ChatGPT can now speak, listen and see images

Published by Victoria Kyle at September 26, 2023

OpenAI collaborated with professional voice actors to train the models to speak.

The realm of generative artificial intelligence (AI) is garnering increased attention as OpenAI discloses the launch of GPT-4V, a vision-enabled model, alongside enhanced multimodal conversational capabilities for its ChatGPT system.

Unveiled on September 25, the new enhancements permit ChatGPT users to engage in more dynamic conversations with the chatbot. The AI models fueling ChatGPT, namely GPT-3.5 and GPT-4, now possess the capability to comprehend plain spoken language inquiries and provide responses in one of five unique voices. As highlighted in a blog post by OpenAI, this innovative multimodal interface will empower users to interact with ChatGPT in previously unavailable ways.

Users can now capture images of landmarks and engage in live discussions about them, take pictures of their fridge and pantry to brainstorm dinner ideas, or help children with math problems by snapping a photo and receiving interactive guidance. The advanced version of ChatGPT is slated to be available to Plus and Enterprise users on mobile platforms within the forthcoming two weeks, with subsequent availability for developers and other users anticipated shortly after.
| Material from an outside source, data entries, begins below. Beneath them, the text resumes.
//! Arena of schema types addressed by [`SchemaId`]

use std::collections::{HashMap, HashSet};
use std::sync::OnceLock;

use crate::error::{ChunkSchemaError, Result};

use super::builder::SchemaBuilder;
use super::types::{FieldDescriptor, FieldKind, SchemaId, SchemaType};

/// Encoded width bounds of a schema or field kind
#[derive(Debug, Clone, Copy, PartialEq, Eq)]
struct Width {
    /// Smallest possible encoding
    min: u64,
    /// Every encoding is exactly `min` bytes
    fixed: bool,
}

#[derive(Debug, Clone)]
struct CatalogEntry {
    name: String,
    definition: Option<SchemaType>,
    /// Filled on first successful width computation; definitions never change
    width: OnceLock<Width>,
}

/// All schema types known to a process
///
/// Types are declared first and defined afterwards so that a type can
/// refer to itself or to a peer that is defined later. A catalog is
/// built once at startup and then shared read-only (usually behind an
/// `Arc`).
#[derive(Debug, Clone, Default)]
pub struct SchemaCatalog {
    entries: Vec<CatalogEntry>,
    by_name: HashMap<String, SchemaId>,
}

impl SchemaCatalog {
    pub fn new() -> Self {
        Self::default()
    }

    /// Reserve an id for a named type without defining its fields
    pub fn declare(&mut self, name: impl Into<String>) -> Result<SchemaId> {
        let name = name.into();
        if name.is_empty() {
            return Err(ChunkSchemaError::invalid_argument(
                "name",
                "Schema name cannot be empty",
            ));
        }
        if self.by_name.contains_key(&name) {
            return Err(ChunkSchemaError::invalid_argument(
                "name",
                format!("Schema {} already declared", name),
            ));
        }

        let index = u32::try_from(self.entries.len()).map_err(|_| {
            ChunkSchemaError::invalid_argument("name", "Schema catalog is full")
        })?;
        let id = SchemaId(index);
        self.entries.push(CatalogEntry {
            name: name.clone(),
            definition: None,
            width: OnceLock::new(),
        });
        self.by_name.insert(name, id);
        Ok(id)
    }

    /// Attach the field list to a declared type; types are immutable afterwards
    ///
    /// A type needs at least one field and fixed arrays at least one
    /// element, so every encoding of every kind occupies at least one byte.
    pub fn define(&mut self, id: SchemaId, builder: SchemaBuilder) -> Result<()> {
        let declared = self.entries.len();
        let entry = self
            .entries
            .get(id.index())
            .ok_or_else(|| ChunkSchemaError::unknown_handle(id))?;

        if entry.definition.is_some() {
            return Err(ChunkSchemaError::invalid_argument(
                "schema",
                format!("Schema {} is already defined", entry.name),
            ));
        }

        if builder.fields.is_empty() {
            return Err(ChunkSchemaError::invalid_argument(
                "schema",
                format!("Schema {} has no fields", entry.name),
            ));
        }

        let mut names = HashSet::new();
        for field in &builder.fields {
            if field.name.is_empty() {
                return Err(ChunkSchemaError::invalid_argument(
                    "field",
                    format!("Schema {} has a field without a name", entry.name),
                ));
            }
            if !names.insert(field.name.as_str()) {
                return Err(ChunkSchemaError::invalid_argument(
                    "field",
                    format!("Schema {} declares field {} twice", entry.name, field.name),
                ));
            }
            if has_empty_array(&field.kind) {
                return Err(ChunkSchemaError::invalid_argument(
                    "field",
                    format!("Field {}.{} is an array of zero elements", entry.name, field.name),
                ));
            }
            if let Some(target) = field.kind.target_schema() {
                if target.index() >= declared {
                    return Err(ChunkSchemaError::unknown_handle(target));
                }
            }
        }

        let name = entry.name.clone();
        self.entries[id.index()].definition = Some(SchemaType {
            id,
            name,
            fields: builder.fields,
        });
        Ok(())
    }

    /// Declare and define in one step
    pub fn register(&mut self, name: impl Into<String>, builder: SchemaBuilder) -> Result<SchemaId> {
        let id = self.declare(name)?;
        self.define(id, builder)?;
        Ok(id)
    }

    pub fn lookup(&self, name: &str) -> Option<SchemaId> {
        self.by_name.get(name).copied()
    }

    /// Defined schema type; unknown or undefined ids are programmer errors
    pub fn schema(&self, id: SchemaId) -> Result<&SchemaType> {
        self.entries
            .get(id.index())
            .and_then(|entry| entry.definition.as_ref())
            .ok_or_else(|| ChunkSchemaError::unknown_handle(id))
    }

    pub fn fields(&self, id: SchemaId) -> Result<&[FieldDescriptor]> {
        Ok(self.schema(id)?.fields())
    }

    /// Name of a declared type (defined or not)
    pub fn name_of(&self, id: SchemaId) -> Option<&str> {
        self.entries.get(id.index()).map(|e| e.name.as_str())
    }

    pub fn len(&self) -> usize {
        self.entries.len()
    }

    pub fn is_empty(&self) -> bool {
        self.entries.is_empty()
    }

    /// Ids of all defined types, in declaration order
    pub fn defined_ids(&self) -> impl Iterator<Item = SchemaId> + '_ {
        self.entries
            .iter()
            .filter_map(|entry| entry.definition.as_ref().map(|d| d.id))
    }

    /// True iff no field, recursively, has a content-dependent size
    pub fn is_fixed_width(&self, id: SchemaId) -> Result<bool> {
        Ok(self.schema_width(id, &mut Vec::new())?.fixed)
    }

    pub fn is_kind_fixed_width(&self, kind: &FieldKind) -> Result<bool> {
        Ok(self.kind_width(kind, &mut Vec::new())?.fixed)
    }

    /// Constant encoded size of a fixed-width type, `None` for variable-width types
    pub fn static_size(&self, id: SchemaId) -> Result<Option<u32>> {
        let width = self.schema_width(id, &mut Vec::new())?;
        narrow(width, || self.name_of(id).unwrap_or_default().to_string())
    }

    /// Constant encoded size of a field kind, `None` if it depends on content
    pub fn kind_static_width(&self, kind: &FieldKind) -> Result<Option<u32>> {
        let width = self.kind_width(kind, &mut Vec::new())?;
        narrow(width, || kind.to_string())
    }

    /// Fewest bytes any encoding of `kind` can occupy
    pub fn min_encoded_size(&self, kind: &FieldKind) -> Result<u64> {
        Ok(self.kind_width(kind, &mut Vec::new())?.min)
    }

    /// Check that every type reachable from `id` is defined and that no
    /// type contains itself by value (which would have no finite size)
    pub fn validate(&self, id: SchemaId) -> Result<()> {
        let mut reachable = HashSet::new();
        let mut pending = vec![id];
        while let Some(next) = pending.pop() {
            if !reachable.insert(next) {
                continue;
            }
            for field in self.fields(next)? {
                if let FieldKind::Object(target) = field.kind.innermost() {
                    pending.push(*target);
                }
            }
        }

        let mut done = HashSet::new();
        for schema in reachable {
            self.check_by_value_cycle(schema, &mut Vec::new(), &mut done)?;
        }
        Ok(())
    }

    fn check_by_value_cycle(
        &self,
        id: SchemaId,
        path: &mut Vec<SchemaId>,
        done: &mut HashSet<SchemaId>,
    ) -> Result<()> {
        if done.contains(&id) {
            return Ok(());
        }
        if path.contains(&id) {
            let cycle: Vec<&str> = path
                .iter()
                .chain(std::iter::once(&id))
                .filter_map(|s| self.name_of(*s))
                .collect();
            return Err(ChunkSchemaError::schema_violation(
                self.name_of(id).unwrap_or_default(),
                format!("contains itself by value ({})", cycle.join(" -> ")),
            ));
        }

        path.push(id);
        for field in self.fields(id)? {
            if let Some(child) = field.kind.embedded_schema() {
                self.check_by_value_cycle(child, path, done)?;
            }
        }
        path.pop();
        done.insert(id);
        Ok(())
    }

    fn schema_width(&self, id: SchemaId, visiting: &mut Vec<SchemaId>) -> Result<Width> {
        let entry = self
            .entries
            .get(id.index())
            .ok_or_else(|| ChunkSchemaError::unknown_handle(id))?;
        if let Some(width) = entry.width.get() {
            return Ok(*width);
        }
        if visiting.contains(&id) {
            return Err(ChunkSchemaError::schema_violation(
                entry.name.as_str(),
                "contains itself by value",
            ));
        }

        let schema = self.schema(id)?;
        visiting.push(id);
        let mut total = Width { min: 0, fixed: true };
        for field in &schema.fields {
            let width = self.kind_width(&field.kind, visiting)?;
            total.min = total.min.checked_add(width.min).ok_or_else(|| {
                ChunkSchemaError::schema_violation(schema.name(), "encoded size overflows")
            })?;
            total.fixed &= width.fixed;
        }
        visiting.pop();

        let _ = entry.width.set(total);
        Ok(total)
    }

    fn kind_width(&self, kind: &FieldKind, visiting: &mut Vec<SchemaId>) -> Result<Width> {
        match kind {
            FieldKind::Str | FieldKind::List(_) => Ok(Width { min: 4, fixed: false }),
            FieldKind::Object(id) => self.schema_width(*id, visiting),
            FieldKind::FixedArray(element, count) => {
                let width = self.kind_width(element, visiting)?;
                let min = width.min.checked_mul(u64::from(*count)).ok_or_else(|| {
                    ChunkSchemaError::schema_violation(kind.to_string(), "encoded size overflows")
                })?;
                Ok(Width { min, fixed: width.fixed })
            }
            primitive => match primitive.primitive_width() {
                Some(width) => Ok(Width {
                    min: u64::from(width),
                    fixed: true,
                }),
                None => Err(ChunkSchemaError::invalid_argument(
                    "kind",
                    format!("{} has no width", primitive),
                )),
            },
        }
    }
}

fn narrow(width: Width, name: impl FnOnce() -> String) -> Result<Option<u32>> {
    if !width.fixed {
        return Ok(None);
    }
    u32::try_from(width.min)
        .map(Some)
        .map_err(|_| ChunkSchemaError::schema_violation(name(), "fixed size exceeds u32"))
}

fn has_empty_array(kind: &FieldKind) -> bool {
    match kind {
        FieldKind::FixedArray(_, 0) => true,
        FieldKind::FixedArray(element, _) | FieldKind::List(element) => has_empty_array(element),
        _ => false,
    }
}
This new release by OpenAI coincides with the debut of DALL-E 3, the organization’s highly advanced image generation system, which also incorporates natural language processing to allow seamless interaction with users for refined results and integrated assistance from ChatGPT for image prompt creation.

In related news, Anthropic, a competitor of OpenAI, has announced a collaboration with Amazon on September 25. Amazon has committed to an investment of up to $4 billion to encompass cloud services and hardware access. Anthropic, in return, pledges to amplify support for Amazon’s Bedrock foundational AI model, ensuring secure model customization and meticulous fine-tuning for various businesses.